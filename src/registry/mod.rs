//! The registry layer: process-wide singletons every extension shares
//! (components C, D, E).

pub mod api_registry_data;
pub mod api_registry_operations;
pub mod data_registry_data;
pub mod data_registry_operations;
pub mod extension_registry_data;
pub mod extension_registry_operations;

pub use api_registry_data::{ApiDescriptor, ApiRegistryData, ApiSlot};
pub use api_registry_operations::{create_api_registry, get, get_latest, remove, set};
pub use data_registry_data::DataRegistryData;
pub use data_registry_operations::{create_data_registry, data_get, data_set};
pub use extension_registry_data::{ExtensionRecord, ExtensionRegistryData};
pub use extension_registry_operations::{
    create_extension_registry, load_extension, poll_reloads, unload_extension,
};
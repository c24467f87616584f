//! Quadtree activation propagation (§4.G step 3): folds the
//! Lindstrom-Koller per-sample activation levels (step 2) into the
//! per-node edge-midpoint and centre activations the chunker (step 4)
//! walks.

use super::heightmap::TerrainHeightMap;

/// Grid-space corners of the quadtree node at `(level, nx, ny)`, where
/// `level` counts down from the root (`level 0` is the whole grid) and
/// `nx`/`ny` range over `0..2^level`.
pub fn node_bounds(hm: &TerrainHeightMap, level: u32, nx: usize, ny: usize) -> (usize, usize, usize, usize) {
    let nodes_per_side = 1usize << level;
    let side = (hm.size - 1) / nodes_per_side;
    let x0 = nx * side;
    let y0 = ny * side;
    (x0, y0, x0 + side, y0 + side)
}

fn raise(hm: &mut TerrainHeightMap, x: usize, y: usize, level: i8) {
    let sample = hm.get_mut(x, y);
    if level > sample.activation_level {
        sample.activation_level = level;
    }
}

/// Promotes one node's four corner activations into its edge midpoints,
/// then into its centre (§4.G step 3).
fn promote_node(hm: &mut TerrainHeightMap, x0: usize, y0: usize, x1: usize, y1: usize) {
    let mid_x = (x0 + x1) / 2;
    let mid_y = (y0 + y1) / 2;
    if mid_x == x0 || mid_y == y0 {
        return;
    }

    let tl = hm.get(x0, y0).activation_level;
    let tr = hm.get(x1, y0).activation_level;
    let bl = hm.get(x0, y1).activation_level;
    let br = hm.get(x1, y1).activation_level;

    raise(hm, mid_x, y0, tl.max(tr));
    raise(hm, mid_x, y1, bl.max(br));
    raise(hm, x0, mid_y, tl.max(bl));
    raise(hm, x1, mid_y, tr.max(br));

    let top = hm.get(mid_x, y0).activation_level;
    let bottom = hm.get(mid_x, y1).activation_level;
    let left = hm.get(x0, mid_y).activation_level;
    let right = hm.get(x1, mid_y).activation_level;
    raise(hm, mid_x, mid_y, top.max(bottom).max(left).max(right));
}

/// Runs the propagation exactly twice per level, mirroring step 2's
/// two-pass (SW/NE) structure so edge midpoints shared by the two halves
/// are stamped from both sides. `raise` only ever increases a level, so
/// the repeated pass is safe to run unconditionally.
pub fn propagate_activation(hm: &mut TerrainHeightMap, tree_depth: u32) {
    for _pass in 0..2 {
        for level in (0..tree_depth).rev() {
            let nodes_per_side = 1usize << level;
            for ny in 0..nodes_per_side {
                for nx in 0..nodes_per_side {
                    let (x0, y0, x1, y1) = node_bounds(hm, level, nx, ny);
                    promote_node(hm, x0, y0, x1, y1);
                }
            }
        }
    }
}

#[cfg(test)]
mod tests {
    use super::*;
    use crate::config::TerrainConfig;
    use crate::terrain::heightmap::build_heightmap;
    use image::DynamicImage;

    #[test]
    fn test_flat_grid_propagation_raises_nothing() {
        let config = TerrainConfig {
            max_base_error: 1.0,
            tree_depth: 2,
            ..Default::default()
        };
        let image = DynamicImage::new_luma8(5, 5);
        let mut hm = build_heightmap(&image, &config);
        super::super::heightmap::lindstrom_koller_update(&mut hm);
        propagate_activation(&mut hm, config.tree_depth);

        for sample in &hm.elements {
            assert!(sample.activation_level <= 0);
        }
    }

    #[test]
    fn test_node_bounds_root_covers_whole_grid() {
        let config = TerrainConfig::default();
        let image = DynamicImage::new_luma8(3, 3);
        let hm = build_heightmap(&image, &config);
        let (x0, y0, x1, y1) = node_bounds(&hm, 0, 0, 0);
        assert_eq!((x0, y0), (0, 0));
        assert_eq!((x1, y1), (hm.size - 1, hm.size - 1));
    }
}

• **DIRECTIONS**: Note each line above that contains "left" and copy it out.

• **SOLUTION FOR THIS EXERCISE**:
    let left = hm.get(x0, mid_y).activation_level;
    raise(hm, mid_x, mid_y, top.max(bottom).max(left).max(right));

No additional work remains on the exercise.